Un jeune garçon assiste à la lente descente de sa mère dans les affres des troubles bipolaires aiguës qui vont nuire progressivement à leur relation fragile. Récit en parti autobiographique, Le Perroquet se fait touchant par ce regard porté de l’enfant démuni qui se sent tout à la fois impuissant et isolé. Un récit plus intime du dessinateur de Château Bordeaux.  

Troubles bipolaires à tendance schizophrénique. Le verdict des experts laisse peu de place au doute. La mère du petit Bastien ressemble pourtant à toutes les autres mères dans de rares moments qui peuvent parfois virer à l’euphorie, tandis que le reste du temps elle vit dans un monde qui lui échappe. Un monde duquel elle ne peut s’extirper et qui la pousse à tous les extrêmes y compris une violence physique qui peut se retourner contre elle. La jeune femme n’a pas toujours été malade. Les symptômes seraient apparus peu après la naissance de Bastien, sous forme d’une dépression de type baby-blues qui ne l’aurait dès lors jamais quitté. Si Bastien, âgé de huit ans, se souvient des instants épars partagés avec une maman attentionnée, aimante et amoureuse de la nature, il se souvient surtout des états de choc, des hurlements nocturnes ou diurnes, des médecins venus en catastrophe pour tenter de contrôler ses crises, et du désarroi de ses grands-parents et de son père face à une situation tout sauf contrôlable. Tapis dans sa chambre, ou au fond d’une penderie dont il arrache méticuleusement la tapisserie pour se rapprocher d’elle, le jeune Bastien aura vécu une partie de son enfance à côté de celle dont il avait tant besoin. Une mère présente par intermittences lorsqu’elle n’était pas enfermée dans des centres à Toulouse, Albi, Lavaur, Castres, Mazamet ou ailleurs dans le midi toulousain…

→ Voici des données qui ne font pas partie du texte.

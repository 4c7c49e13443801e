use std::sync::Arc;

use serde::{Deserialize, Serialize};

use datagrid_format::{CellFormat, CellValue, FormatterRegistry, SemanticType};

use crate::color::{alpha_composite, infer_foreground_from_background, Rgb};
use crate::config::{ColorMode, ColumnStyleConfig, NumberBgMode, NumberFgMode};
use crate::error::ConfigResult;
use crate::record::ColorRecord;
use crate::theme::GridTheme;

/// Width of a bar at (or beyond) its gradient denominator, in percent.
pub const MAX_BAR_WIDTH_PCT: f64 = 100.0;

/// What the host widget should render for one cell.
///
/// All fields empty means "render nothing special": that is what null cells resolve to.
#[derive(Clone, Debug, Default, PartialEq, Serialize, Deserialize)]
#[serde(default)]
pub struct CellRenderInstruction {
    #[serde(skip_serializing_if = "Option::is_none")]
    pub text: Option<String>,
    #[serde(skip_serializing_if = "Option::is_none")]
    pub foreground_color: Option<String>,
    #[serde(skip_serializing_if = "Option::is_none")]
    pub background_color: Option<String>,
    #[serde(skip_serializing_if = "Option::is_none")]
    pub rich_content: Option<RichContent>,
}

impl CellRenderInstruction {
    pub fn plain(text: Option<String>) -> Self {
        Self {
            text,
            ..Self::default()
        }
    }

    pub fn is_empty(&self) -> bool {
        *self == Self::default()
    }
}

/// Side a bar grows from.
#[derive(Clone, Copy, Debug, PartialEq, Eq, Hash, Serialize, Deserialize)]
#[serde(rename_all = "lowercase")]
pub enum BarAnchor {
    Left,
    Right,
}

/// Non-plain-text cell content.
#[derive(Clone, Debug, PartialEq, Serialize, Deserialize)]
#[serde(tag = "kind", rename_all = "lowercase")]
pub enum RichContent {
    Link { href: String, text: String },
    Bold { text: String },
    Italics { text: String },
    /// A horizontal bar replacing the cell text. `color` is a CSS gradient.
    Bar {
        width_pct: f64,
        anchor: BarAnchor,
        #[serde(skip_serializing_if = "Option::is_none")]
        color: Option<String>,
    },
}

#[derive(Clone, Copy, Debug, PartialEq, Eq)]
enum Sign {
    Positive,
    Negative,
    Zero,
}

impl Sign {
    /// Zero, negative zero and NaN are neither positive nor negative.
    fn of(value: f64) -> Self {
        if value > 0.0 {
            Sign::Positive
        } else if value < 0.0 {
            Sign::Negative
        } else {
            Sign::Zero
        }
    }
}

/// `clamp(|value / denominator|, 0, 1)`; 0 for unset, zero or non-finite denominators.
fn gradient_ratio(value: f64, denominator: Option<f64>) -> f64 {
    let Some(denominator) = denominator else {
        return 0.0;
    };
    if denominator == 0.0 || !denominator.is_finite() {
        return 0.0;
    }
    let ratio = (value / denominator).abs();
    if ratio.is_nan() {
        0.0
    } else {
        ratio.min(1.0)
    }
}

fn round2(value: f64) -> f64 {
    (value * 100.0).round() / 100.0
}

/// Maps a cell value plus its column's config to a [`CellRenderInstruction`].
///
/// Resolution is total: malformed or missing config degrades to no styling instead of failing.
#[derive(Debug, Clone)]
pub struct CellStyleResolver {
    registry: Arc<FormatterRegistry>,
}

impl Default for CellStyleResolver {
    fn default() -> Self {
        Self::new(Arc::new(FormatterRegistry::default()))
    }
}

impl CellStyleResolver {
    pub fn new(registry: Arc<FormatterRegistry>) -> Self {
        Self { registry }
    }

    pub fn registry(&self) -> &Arc<FormatterRegistry> {
        &self.registry
    }

    pub fn resolve(
        &self,
        ty: SemanticType,
        value: CellValue<'_>,
        config: &ColumnStyleConfig,
        theme: &GridTheme,
    ) -> CellRenderInstruction {
        if value.is_null() {
            return CellRenderInstruction::default();
        }

        match ty {
            SemanticType::Integer | SemanticType::Float => {
                self.resolve_number(ty, value, config, theme)
            }
            SemanticType::String => resolve_string(value, config, theme),
            SemanticType::Boolean => self.resolve_boolean(value, config, theme),
            SemanticType::Date | SemanticType::Datetime => {
                let (foreground_color, background_color) = single_color(config, theme);
                CellRenderInstruction {
                    text: self.registry.format(ty, value, &config.format),
                    foreground_color,
                    background_color,
                    rich_content: None,
                }
            }
        }
    }

    /// Resolve using the engine's type name. Unknown types show the raw value without styling.
    pub fn resolve_by_name(
        &self,
        type_name: &str,
        value: CellValue<'_>,
        config: &ColumnStyleConfig,
        theme: &GridTheme,
    ) -> CellRenderInstruction {
        match SemanticType::from_name(type_name) {
            Some(ty) => self.resolve(ty, value, config, theme),
            None => {
                log::debug!("unstyled cell in column of unknown type {type_name:?}");
                CellRenderInstruction::plain(value.to_display_string())
            }
        }
    }

    /// Like [`CellStyleResolver::resolve`], but rejects configs that fail
    /// [`ColumnStyleConfig::validate`].
    pub fn resolve_strict(
        &self,
        ty: SemanticType,
        value: CellValue<'_>,
        config: &ColumnStyleConfig,
        theme: &GridTheme,
    ) -> ConfigResult<CellRenderInstruction> {
        config.validate()?;
        Ok(self.resolve(ty, value, config, theme))
    }

    fn resolve_number(
        &self,
        ty: SemanticType,
        value: CellValue<'_>,
        config: &ColumnStyleConfig,
        theme: &GridTheme,
    ) -> CellRenderInstruction {
        let text = self.registry.format(ty, value, &config.format);
        let Some(number) = value.as_f64() else {
            return CellRenderInstruction::plain(text);
        };

        let sign = Sign::of(number);
        let (fg_record, bg_record) = match sign {
            Sign::Positive => (
                Some(config.pos_fg_color.as_ref().unwrap_or(&theme.pos_fg)),
                Some(config.pos_bg_color.as_ref().unwrap_or(&theme.pos_bg)),
            ),
            Sign::Negative => (
                Some(config.neg_fg_color.as_ref().unwrap_or(&theme.neg_fg)),
                Some(config.neg_bg_color.as_ref().unwrap_or(&theme.neg_bg)),
            ),
            Sign::Zero => (None, None),
        };

        let background = match config.number_bg_mode {
            Some(NumberBgMode::Gradient) => bg_record.map(|record| {
                let alpha = gradient_ratio(number, config.bg_gradient);
                alpha_composite(record.rgb, alpha, theme.background)
            }),
            Some(NumberBgMode::Color) => bg_record.map(|record| record.rgb),
            Some(NumberBgMode::Disabled) | None => None,
        };

        let foreground_color = match config.number_fg_mode {
            Some(NumberFgMode::Color) => fg_record.map(|record| record.hex.clone()),
            _ => inferred_foreground(background),
        };
        let background_color = background.map(Rgb::to_hex);

        if config.number_fg_mode == Some(NumberFgMode::Bar) {
            let width_pct = round2(gradient_ratio(number, config.fg_gradient) * MAX_BAR_WIDTH_PCT);
            let anchor = match sign {
                Sign::Negative => BarAnchor::Right,
                Sign::Positive | Sign::Zero => BarAnchor::Left,
            };
            return CellRenderInstruction {
                text: None,
                foreground_color,
                background_color,
                rich_content: Some(RichContent::Bar {
                    width_pct,
                    anchor,
                    color: fg_record.map(|record| record.gradient.clone()),
                }),
            };
        }

        CellRenderInstruction {
            text,
            foreground_color,
            background_color,
            rich_content: None,
        }
    }

    fn resolve_boolean(
        &self,
        value: CellValue<'_>,
        config: &ColumnStyleConfig,
        theme: &GridTheme,
    ) -> CellRenderInstruction {
        let text = self.registry.format(SemanticType::Boolean, value, &config.format);
        let foreground_color = match (value, config.number_fg_mode) {
            (CellValue::Bool(b), Some(NumberFgMode::Color)) => {
                let record = if b {
                    config.pos_fg_color.as_ref().unwrap_or(&theme.pos_fg)
                } else {
                    config.neg_fg_color.as_ref().unwrap_or(&theme.neg_fg)
                };
                Some(record.hex.clone())
            }
            _ => None,
        };

        CellRenderInstruction {
            text,
            foreground_color,
            ..CellRenderInstruction::default()
        }
    }
}

fn resolve_string(
    value: CellValue<'_>,
    config: &ColumnStyleConfig,
    theme: &GridTheme,
) -> CellRenderInstruction {
    let text = value.to_display_string();
    let rich_content = text.as_ref().and_then(|text| match config.cell_format() {
        Some(CellFormat::Link) => Some(RichContent::Link {
            href: text.clone(),
            text: text.clone(),
        }),
        Some(CellFormat::Bold) => Some(RichContent::Bold { text: text.clone() }),
        Some(CellFormat::Italics) => Some(RichContent::Italics { text: text.clone() }),
        Some(CellFormat::Custom) | None => None,
    });
    let (foreground_color, background_color) = single_color(config, theme);

    CellRenderInstruction {
        text,
        foreground_color,
        background_color,
        rich_content,
    }
}

/// Colors for string and date cells: `(foreground, background)`.
fn single_color(config: &ColumnStyleConfig, theme: &GridTheme) -> (Option<String>, Option<String>) {
    let record: &ColorRecord = config.color.as_ref().unwrap_or(&theme.color);
    match config.color_mode {
        Some(ColorMode::Foreground) => (Some(record.hex.clone()), None),
        Some(ColorMode::Background) => (
            Some(infer_foreground_from_background(record.rgb).to_string()),
            Some(record.hex.clone()),
        ),
        Some(ColorMode::Disabled) | None => (None, None),
    }
}

fn inferred_foreground(background: Option<Rgb>) -> Option<String> {
    background.map(|bg| infer_foreground_from_background(bg).to_string())
}

#[cfg(test)]
mod tests {
    use super::*;
    use pretty_assertions::assert_eq;

    #[test]
    fn gradient_ratio_is_clamped_and_total() {
        assert_eq!(gradient_ratio(25.0, Some(10.0)), 1.0);
        assert_eq!(gradient_ratio(-5.0, Some(10.0)), 0.5);
        assert_eq!(gradient_ratio(5.0, Some(-10.0)), 0.5);
        assert_eq!(gradient_ratio(5.0, Some(0.0)), 0.0);
        assert_eq!(gradient_ratio(5.0, Some(f64::NAN)), 0.0);
        assert_eq!(gradient_ratio(5.0, Some(f64::INFINITY)), 0.0);
        assert_eq!(gradient_ratio(5.0, None), 0.0);
        assert_eq!(gradient_ratio(f64::NAN, Some(10.0)), 0.0);
        assert_eq!(gradient_ratio(f64::INFINITY, Some(10.0)), 1.0);
    }

    #[test]
    fn sign_treats_zero_and_nan_as_neither() {
        assert_eq!(Sign::of(5.0), Sign::Positive);
        assert_eq!(Sign::of(-5.0), Sign::Negative);
        assert_eq!(Sign::of(0.0), Sign::Zero);
        assert_eq!(Sign::of(-0.0), Sign::Zero);
        assert_eq!(Sign::of(f64::NAN), Sign::Zero);
    }

    #[test]
    fn round2_keeps_two_decimals() {
        assert_eq!(round2(33.333_333), 33.33);
        assert_eq!(round2(66.666_666), 66.67);
        assert_eq!(round2(100.0), 100.0);
    }

    #[test]
    fn rich_content_serializes_with_a_kind_tag() {
        let bar = RichContent::Bar {
            width_pct: 50.0,
            anchor: BarAnchor::Right,
            color: None,
        };
        assert_eq!(
            serde_json::to_value(&bar).unwrap(),
            serde_json::json!({"kind": "bar", "width_pct": 50.0, "anchor": "right"})
        );
    }
}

Espé construit une autofiction à partir de son propre vécu et du témoignage de proches qui lui permettent de relier certains bouts entre eux. Cela donne des chapitres courts qui forment autant de moments de vie tristes et poignants ou, plus rarement, tendres et apaisés. Jamais décousu malgré ce choix narratif, le récit d’Espé, plus connu pour son travail sur Châteaux Bordeaux, se fait très personnel et respire d’humanité. Il fait surtout montre, et il n’est pas anodin de le souligner pour un premier projet en tant qu’auteur complet, d’une rare maîtrise pour délivrer son témoignage. Il s’attarde ainsi sur des grands-parents en partie dépassés et sur un père qui tient la barre avec une force de conviction et un amour sincère, tandis que le petit Bastien tente de recoller les bouts d’une enfance « bousculée ». Pour ce projet le dessinateur avait besoin de trouver une approche graphique qui soutienne le propos. Placé à hauteur d’enfant le trait se fait plus simple et plus rond. Cela se ressent sur le fond qui ne tombe jamais dans la surface des choses ou un pathos exacerbé par les bonnes intentions. Parfois le jeune Bastien utilise la maladie de sa mère comme une force pour s’imposer auprès de ses camarades de classe qui voient en elle une super-héroïne dotée de pouvoirs détonants. Mais, même dans ces brefs instants, Bastien sait ce qui l’attend une fois rentré à la maison et son regard absent ne cache que l’absence d’une mère absente malgré elle. Un récit marquant, d’une grande maturité qui impose un auteur au sommet de son expression.